The model proved adaptable. Asia Watch followed in 1985, then Africa Watch and Middle East Watch in 1988 and 1989. These separate groups were collectively known as the Watch Committees, and in 1988 they united under one banner to form Human Rights Watch. What began as a monitoring operation aimed at one superpower had become a structure capable of scrutinizing governments on every inhabited continent.
The archive that documents this expansion now lives at the Rare Book and Manuscript Library at Columbia University in New York, where it was transferred in the summer of 2004 from the Norlin Library at the University of Colorado, Boulder. It holds field notes, taped and transcribed interviews with alleged victims of human rights violations, video and audiotapes, and administrative files stretching back to the Helsinki Watch years. Historians working with the collection do face one constraint: the records of board of directors meetings, executive committee meetings, and various subcommittee sessions remain closed, limiting insight into how the organization made its most consequential internal decisions.

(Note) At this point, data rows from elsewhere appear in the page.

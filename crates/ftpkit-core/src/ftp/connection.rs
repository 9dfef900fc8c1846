//! TCP transport for the FTP control connection.
//!
//! Connecting and reading the greeting both count against the open timeout.

use crate::ftp::error::{FtpError, FtpResult};
use crate::ftp::protocol::FtpCodec;
use crate::ftp::signals::with_deadline;
use crate::ftp::types::{FtpConnectionConfig, FtpResponse};
use std::time::Duration;
use tokio::net::TcpStream;

/// Establish the control connection and return a ready-to-use codec
/// **plus** the final greeting reply.
///
/// A `120` ("service ready in nnn minutes") is followed by another reply;
/// the one returned is whatever comes after it.
pub async fn connect(
    config: &FtpConnectionConfig,
    open_timeout: Option<Duration>,
) -> FtpResult<(FtpCodec, FtpResponse)> {
    let addr = if config.host.contains(':') {
        format!("[{}]:{}", config.host, config.port)
    } else {
        format!("{}:{}", config.host, config.port)
    };

    with_deadline(open_timeout, &format!("Connection to {}", addr), async {
        let tcp = TcpStream::connect(&addr)
            .await
            .map_err(|e| FtpError::connection_failed(format!("TCP connect to {}: {}", addr, e)))?;
        tcp.set_nodelay(true).ok();

        let mut codec = FtpCodec::from_tcp(tcp);
        let mut banner = codec.read_response(None).await?;
        if banner.code == 120 {
            log::info!("{}", banner.message());
            banner = codec.read_response(None).await?;
        }
        Ok((codec, banner))
    })
    .await
}
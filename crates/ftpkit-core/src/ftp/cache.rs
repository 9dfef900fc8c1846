//! Remote directory cache with deferred invalidation.
//!
//! Mutating commands only *mark* directories; the marks are applied by
//! [`DirectoryCache::flush_pending`] once the current command is done, so a
//! listing fetched earlier in the same command stays usable until then.
//! All paths given to the cache are absolute.

use crate::ftp::path;
use crate::ftp::remote::{RemoteDirectory, RemoteFile};
use chrono::Utc;
use std::time::Duration;

#[derive(Debug, Default)]
pub struct DirectoryCache {
    dirs: Vec<RemoteDirectory>,
    /// Paths awaiting removal, no duplicates.
    pending: Vec<String>,
    timeout: Option<Duration>,
}

impl DirectoryCache {
    pub fn new(timeout: Option<Duration>) -> Self {
        Self {
            dirs: Vec::new(),
            pending: Vec::new(),
            timeout,
        }
    }

    pub fn set_timeout(&mut self, timeout: Option<Duration>) {
        self.timeout = timeout;
    }

    pub fn len(&self) -> usize {
        self.dirs.len()
    }

    pub fn is_empty(&self) -> bool {
        self.dirs.is_empty()
    }

    pub fn paths(&self) -> impl Iterator<Item = &str> {
        self.dirs.iter().map(|d| d.path.as_str())
    }

    pub fn pending(&self) -> &[String] {
        &self.pending
    }

    pub fn contains(&self, path: &str) -> bool {
        let key = path::strip_slash(path);
        self.dirs.iter().any(|d| d.path == key)
    }

    /// Store a listing, replacing any earlier one for the same path.
    pub fn insert(&mut self, dir: RemoteDirectory) {
        self.dirs.retain(|d| d.path != dir.path);
        self.dirs.push(dir);
    }

    /// Cached listing for `path`. An expired entry is still returned but
    /// gets marked for flush.
    pub fn get_directory(&mut self, path: &str) -> Option<&RemoteDirectory> {
        let key = path::strip_slash(path).to_string();
        let idx = self.dirs.iter().position(|d| d.path == key)?;
        if let Some(limit) = self.timeout {
            let age = Utc::now() - self.dirs[idx].timestamp;
            if age.to_std().map(|a| a >= limit).unwrap_or(false) {
                self.mark_for_flush(&key);
            }
        }
        self.dirs.get(idx)
    }

    /// Cached entry for the file at `path`, looked up in its directory.
    pub fn get_file(&mut self, path: &str) -> Option<&RemoteFile> {
        let dir = path::base_dir(path)?.to_string();
        let name = path::base_name(path).to_string();
        self.get_directory(&dir)?.get_file(&name)
    }

    pub fn mark_for_flush(&mut self, path: &str) {
        let key = path::strip_slash(path);
        if self.pending.iter().any(|p| p == key) {
            return;
        }
        log::trace!("marked directory '{}' for flush", key);
        self.pending.push(key.to_string());
    }

    pub fn mark_containing_for_flush(&mut self, child: &str) {
        if let Some(dir) = path::base_dir(child) {
            let dir = dir.to_string();
            self.mark_for_flush(&dir);
        }
    }

    /// Drop every marked listing and clear the marks.
    pub fn flush_pending(&mut self) {
        for key in std::mem::take(&mut self.pending) {
            let before = self.dirs.len();
            self.dirs.retain(|d| d.path != key);
            if self.dirs.len() < before {
                log::trace!("flushed directory '{}'", key);
            } else {
                log::trace!("error flushing directory '{}' (not cached)", key);
            }
        }
    }

    pub fn clear_all(&mut self) {
        self.dirs.clear();
        self.pending.clear();
    }
}

#[cfg(test)]
mod tests {
    use super::*;

    fn listing(path: &str, names: &[&str]) -> RemoteDirectory {
        let mut d = RemoteDirectory::new(path);
        for n in names {
            d.files.push(RemoteFile::fake(&path::join(path, n)));
        }
        d
    }

    #[test]
    fn marking_twice_flushes_once() {
        let mut c = DirectoryCache::default();
        c.insert(listing("/pub", &["a"]));
        c.mark_for_flush("/pub");
        c.mark_for_flush("/pub/");
        assert_eq!(c.pending().len(), 1);
        c.flush_pending();
        assert!(c.get_directory("/pub").is_none());
        assert!(c.pending().is_empty());
        // flushing an uncached path is harmless
        c.mark_for_flush("/nowhere");
        c.flush_pending();
        assert!(c.is_empty());
    }

    #[test]
    fn insert_replaces_same_path() {
        let mut c = DirectoryCache::default();
        c.insert(listing("/pub", &["a"]));
        c.insert(listing("/pub/", &["a", "b"]));
        assert_eq!(c.len(), 1);
        assert_eq!(c.get_directory("/pub").unwrap().files.len(), 2);
    }

    #[test]
    fn file_lookup_goes_through_directory() {
        let mut c = DirectoryCache::default();
        c.insert(listing("/", &["etc"]));
        c.insert(listing("/pub", &["a.txt"]));
        assert_eq!(c.get_file("/pub/a.txt").unwrap().path, "/pub/a.txt");
        assert_eq!(c.get_file("/etc").unwrap().path, "/etc");
        assert!(c.get_file("/pub/missing").is_none());
        assert!(c.get_file("relative").is_none());
    }

    #[test]
    fn containing_directory_is_marked() {
        let mut c = DirectoryCache::default();
        c.mark_containing_for_flush("/pub/x");
        c.mark_containing_for_flush("/top");
        assert_eq!(c.pending(), &["/pub".to_string(), "/".to_string()]);
    }

    #[test]
    fn expired_entries_are_served_then_flushed() {
        let mut c = DirectoryCache::new(Some(Duration::from_secs(60)));
        let mut old = listing("/pub", &["a"]);
        old.timestamp = Utc::now() - chrono::Duration::seconds(120);
        c.insert(old);
        c.insert(listing("/fresh", &[]));
        assert!(c.get_directory("/pub").is_some());
        assert!(c.get_directory("/fresh").is_some());
        assert_eq!(c.pending(), &["/pub".to_string()]);
        c.flush_pending();
        assert!(!c.contains("/pub"));
        assert!(c.contains("/fresh"));
    }
}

Kenneth Roth served as HRW's executive director from 1993 to 2022, a tenure of nearly three decades that shaped the organization's voice and its appetite for confrontation. His route to human rights work was personal before it was professional. As a child, Roth heard stories from his father about escaping Nazi Germany in 1938, and that formative account gave him an early understanding of what is at stake when rights are stripped away. He later graduated from both Brown University and Yale Law School.
Before arriving at HRW, Roth had already conducted investigations into abuses in Poland after martial law was declared in 1981. He later focused on Haiti, a country that had only recently emerged from the Duvalier dictatorship but remained badly troubled. These early experiences gave Roth a template for the kind of work HRW would come to define: go to the places governments prefer the world to ignore, document what is happening, and make it visible.
In August 2020, the Chinese government sanctioned Roth along with the heads of four other U.S.-based democracy and human rights organizations and six U.S. Republican lawmakers. Beijing characterized the move as a response to earlier American sanctions on eleven Hong Kong officials, which were themselves a reaction to Hong Kong's National Security Law enacted in June 2020. HRW ultimately left Hong Kong as a result of those sanctions, with the situation there handed to the organization's China team. Tirana Hassan succeeded Roth as executive director, holding the position from 2023 to February 2025.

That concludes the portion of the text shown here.